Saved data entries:
Start of Block

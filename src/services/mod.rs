//! Services module
//!
//! This module contains business logic services

pub mod admission;
pub mod auth;
pub mod event;
pub mod policy;
pub mod user;

// Re-export commonly used services
pub use admission::AdmissionController;
pub use auth::{AuthContext, AuthService};
pub use event::EventService;
pub use user::UserService;

use crate::config::Settings;
use crate::database::DatabaseService;

/// Service factory for creating and managing all services
#[derive(Debug, Clone)]
pub struct ServiceFactory {
    pub admission: AdmissionController,
    pub auth: AuthService,
    pub events: EventService,
    pub users: UserService,
}

impl ServiceFactory {
    /// Create a new ServiceFactory with all services initialized
    pub fn new(db: DatabaseService, settings: &Settings) -> Self {
        let admission = AdmissionController::new(db.clone(), settings.registration.clone());
        let auth = AuthService::new(db.users.clone());
        let events = EventService::new(db.clone());
        let users = UserService::new(db);

        Self {
            admission,
            auth,
            events,
            users,
        }
    }
}
//! Registration admission controller
//!
//! Decides whether a registration request is admitted and performs the
//! state transition. Per (user, event) pair the states are Unregistered and
//! Registered; `register` moves forward, `unregister` and the admin removal
//! move back. Checks run in a fixed order and the first failure wins:
//! event exists, event not in the past, capacity available, no duplicate.
//!
//! Capacity and duplicate enforcement happen inside one database
//! transaction (`RegistrationRepository::insert_within_capacity`), so the
//! participant count can never exceed `max_participants` under concurrent
//! requests and no error leaves partial state behind.

use chrono::Utc;
use tracing::{debug, info};

use crate::config::RegistrationConfig;
use crate::database::DatabaseService;
use crate::models::registration::{Registration, RegistrationStatus};
use crate::services::auth::AuthContext;
use crate::services::policy;
use crate::utils::errors::{EventhubError, Result};

#[derive(Debug, Clone)]
pub struct AdmissionController {
    db: DatabaseService,
    config: RegistrationConfig,
}

impl AdmissionController {
    pub fn new(db: DatabaseService, config: RegistrationConfig) -> Self {
        Self { db, config }
    }

    fn initial_status(&self) -> RegistrationStatus {
        if self.config.immediate_accept {
            RegistrationStatus::Accepted
        } else {
            RegistrationStatus::Pending
        }
    }

    /// Register the caller for an event.
    ///
    /// Archived events are only valid targets when
    /// `allow_archived_registration` is set; otherwise they look absent.
    /// The capacity check and the insert are a single transaction, and the
    /// UNIQUE (user_id, event_id) index is the authoritative duplicate
    /// guard, so two concurrent requests can never overbook or double-book.
    pub async fn register(&self, event_id: i64, caller: &AuthContext) -> Result<Registration> {
        debug!(event_id = event_id, user_id = caller.user_id, "Admission requested");

        let event = self
            .db
            .events
            .find_by_id(event_id, self.config.allow_archived_registration)
            .await?
            .ok_or(EventhubError::EventNotFound { event_id })?;

        if event.is_closed(Utc::now()) {
            debug!(event_id = event_id, user_id = caller.user_id, "Event date is past");
            return Err(EventhubError::EventClosed { event_id });
        }

        let registration = self
            .db
            .registrations
            .insert_within_capacity(event_id, caller.user_id, self.initial_status())
            .await?;

        info!(
            event_id = event_id,
            user_id = caller.user_id,
            registration_id = registration.id,
            status = registration.status.as_str(),
            "Registration admitted"
        );

        Ok(registration)
    }

    /// Unregister the caller from an event.
    ///
    /// Archived events stay valid targets for removal.
    pub async fn unregister(&self, event_id: i64, caller: &AuthContext) -> Result<()> {
        self.remove_registration(event_id, caller.user_id).await?;

        info!(event_id = event_id, user_id = caller.user_id, "Registration removed");
        Ok(())
    }

    /// Remove another user's registration, admin only.
    pub async fn admin_remove_user(
        &self,
        event_id: i64,
        target_user_id: i64,
        caller: &AuthContext,
    ) -> Result<()> {
        policy::require_admin(caller, "removing another user's registration")?;

        self.remove_registration(event_id, target_user_id).await?;

        crate::utils::logging::log_admin_action(
            caller.user_id,
            "remove_registration",
            Some(&format!("user:{}", target_user_id)),
            Some(&format!("event:{}", event_id)),
        );
        Ok(())
    }

    async fn remove_registration(&self, event_id: i64, user_id: i64) -> Result<()> {
        // Archived events must remain reachable here, hence include_archived.
        self.db
            .events
            .find_by_id(event_id, true)
            .await?
            .ok_or(EventhubError::EventNotFound { event_id })?;

        let deleted = self
            .db
            .registrations
            .delete_by_user_and_event(user_id, event_id)
            .await?;

        if !deleted {
            return Err(EventhubError::NotRegistered { event_id });
        }

        Ok(())
    }
}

End of Block

▸ **What is expected**
From the first line of the records above down to the line containing "move back. Checks", repeat each line exactly as written. Include both of those lines and add nothing.

▸ **Answer section**
filename src/services/mod.rs
//! Services module
//!
//! This module contains business logic services

pub mod admission;
pub mod auth;
pub mod event;
pub mod policy;
pub mod user;

// Re-export commonly used services
pub use admission::AdmissionController;
pub use auth::{AuthContext, AuthService};
pub use event::EventService;
pub use user::UserService;

use crate::config::Settings;
use crate::database::DatabaseService;

/// Service factory for creating and managing all services
#[derive(Debug, Clone)]
pub struct ServiceFactory {
    pub admission: AdmissionController,
    pub auth: AuthService,
    pub events: EventService,
    pub users: UserService,
}

impl ServiceFactory {
    /// Create a new ServiceFactory with all services initialized
    pub fn new(db: DatabaseService, settings: &Settings) -> Self {
        let admission = AdmissionController::new(db.clone(), settings.registration.clone());
        let auth = AuthService::new(db.users.clone());
        let events = EventService::new(db.clone());
        let users = UserService::new(db);

        Self {
            admission,
            auth,
            events,
            users,
        }
    }
}
//! Registration admission controller
//!
//! Decides whether a registration request is admitted and performs the
//! state transition. Per (user, event) pair the states are Unregistered and
//! Registered; `register` moves forward, `unregister` and the admin removal
//! move back. Checks run in a fixed order and the first failure wins:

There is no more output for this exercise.